Sometimes woods affected by fungi can become very desirable to woodworkers. Spalting is essentially any form of wood coloration caused by fungi but there are 3 major types; pigmentation, white rot and zone lines. Sometimes all 3 can be present as they are on the end grain of the elm log in the above photo. Pigmentation is the blue gray color, which is probably caused by bluestain or sapstain. The white rot can be seen in the areas that look soft or pulpy, and the zone lines are the dark, narrow lines found radiating randomly throughout the log. Zone lines often form where 2 or more types of fungi meet.
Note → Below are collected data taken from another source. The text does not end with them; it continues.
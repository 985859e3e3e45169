//! Static per-core actor membership, fixed once [`crate::engine::Engine::start`]
//! assigns every factory to its core (§4.1 broadcast fan-out).

use std::sync::Arc;

use crate::id::ActorId;

/// `roster[core_id]` lists the `service_id`s assigned to that core.
/// Shared read-only by every [`super::VirtualCore`] so a producer can
/// resolve a broadcast pattern to concrete recipients without asking the
/// owning core.
#[derive(Debug, Clone)]
pub struct Roster {
    by_core: Arc<Vec<Vec<u16>>>,
}

impl Roster {
    pub fn new(by_core: Vec<Vec<u16>>) -> Self {
        Self {
            by_core: Arc::new(by_core),
        }
    }

    pub fn core_count(&self) -> u16 {
        self.by_core.len() as u16
    }

    /// Concrete actor ids addressed by `pattern` (§4.1). `pattern` need not
    /// itself be a broadcast id; in that case the single concrete id is
    /// returned, matching the non-broadcast caller through the same path.
    pub fn resolve(&self, pattern: ActorId) -> Vec<ActorId> {
        use crate::id::{BROADCAST_CORE, BROADCAST_SERVICE};

        match (pattern.service_id, pattern.core_id) {
            (BROADCAST_SERVICE, BROADCAST_CORE) => self
                .by_core
                .iter()
                .enumerate()
                .flat_map(|(core, services)| {
                    services
                        .iter()
                        .map(move |sid| ActorId::new(*sid, core as u16))
                })
                .collect(),
            (service_id, BROADCAST_CORE) => self
                .by_core
                .iter()
                .enumerate()
                .filter(|(_, services)| services.contains(&service_id))
                .map(|(core, _)| ActorId::new(service_id, core as u16))
                .collect(),
            (BROADCAST_SERVICE, core_id) => self
                .by_core
                .get(core_id as usize)
                .map(|services| {
                    services
                        .iter()
                        .map(|sid| ActorId::new(*sid, core_id))
                        .collect()
                })
                .unwrap_or_default(),
            (_, _) => vec![pattern],
        }
    }
}

#[cfg(test)]
mod tests {
    use super::*;

    fn roster() -> Roster {
        Roster::new(vec![vec![1, 2], vec![1, 3]])
    }

    #[test]
    fn everywhere_pattern_returns_every_actor() {
        let r = roster();
        let mut ids = r.resolve(ActorId::broadcast_everywhere());
        ids.sort();
        assert_eq!(
            ids,
            vec![
                ActorId::new(1, 0),
                ActorId::new(1, 1),
                ActorId::new(2, 0),
                ActorId::new(3, 1),
            ]
        );
    }

    #[test]
    fn all_cores_pattern_filters_by_service_id() {
        let r = roster();
        let mut ids = r.resolve(ActorId::broadcast_all_cores(1));
        ids.sort();
        assert_eq!(ids, vec![ActorId::new(1, 0), ActorId::new(1, 1)]);
    }

    #[test]
    fn core_pattern_returns_every_service_on_that_core() {
        let r = roster();
        let mut ids = r.resolve(ActorId::broadcast_id(1));
        ids.sort();
        assert_eq!(ids, vec![ActorId::new(1, 1), ActorId::new(3, 1)]);
    }

    #[test]
    fn non_broadcast_pattern_resolves_to_itself() {
        let r = roster();
        assert_eq!(r.resolve(ActorId::new(2, 0)), vec![ActorId::new(2, 0)]);
    }
}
15. Spalted-Maple-Lidded-Box

A few woodworkers have learned how to recreate the natural spalting process artificially, and the worth of a log can jump from $30.00 to $3,000.00 after a few weeks of spalting. Why would a log attacked by fungi be worth so much money? Because of the beautiful things that can be made from it, like the spalted maple covered box made by Michael at Michael’s Wood craft blog. Michael knows wood and he makes some beautiful objects from it, including cutting boards, ice cream scoops, honey sticks, and just about anything else you can think of. If you haven’t seen his blog you’re missing a real treat. You can visit it by clicking here. You’ll see some of the most beautiful woods that you’ve ever laid eyes on.

I’ve found by studying wood specific fungi that I have a greater understanding of how the forest works, and a greater appreciation of the beauty of the fungi themselves. I’ve also had a lot of fun and have learned a lot by searching for various fungi and learning how they affect certain types of wood. It’s a fascinating subject!

If you want to learn about nature, to appreciate nature, it is necessary to understand the language that she speaks. ~Richard Feynman

I hope everyone has a happy Thanksgiving.  Thanks for coming by.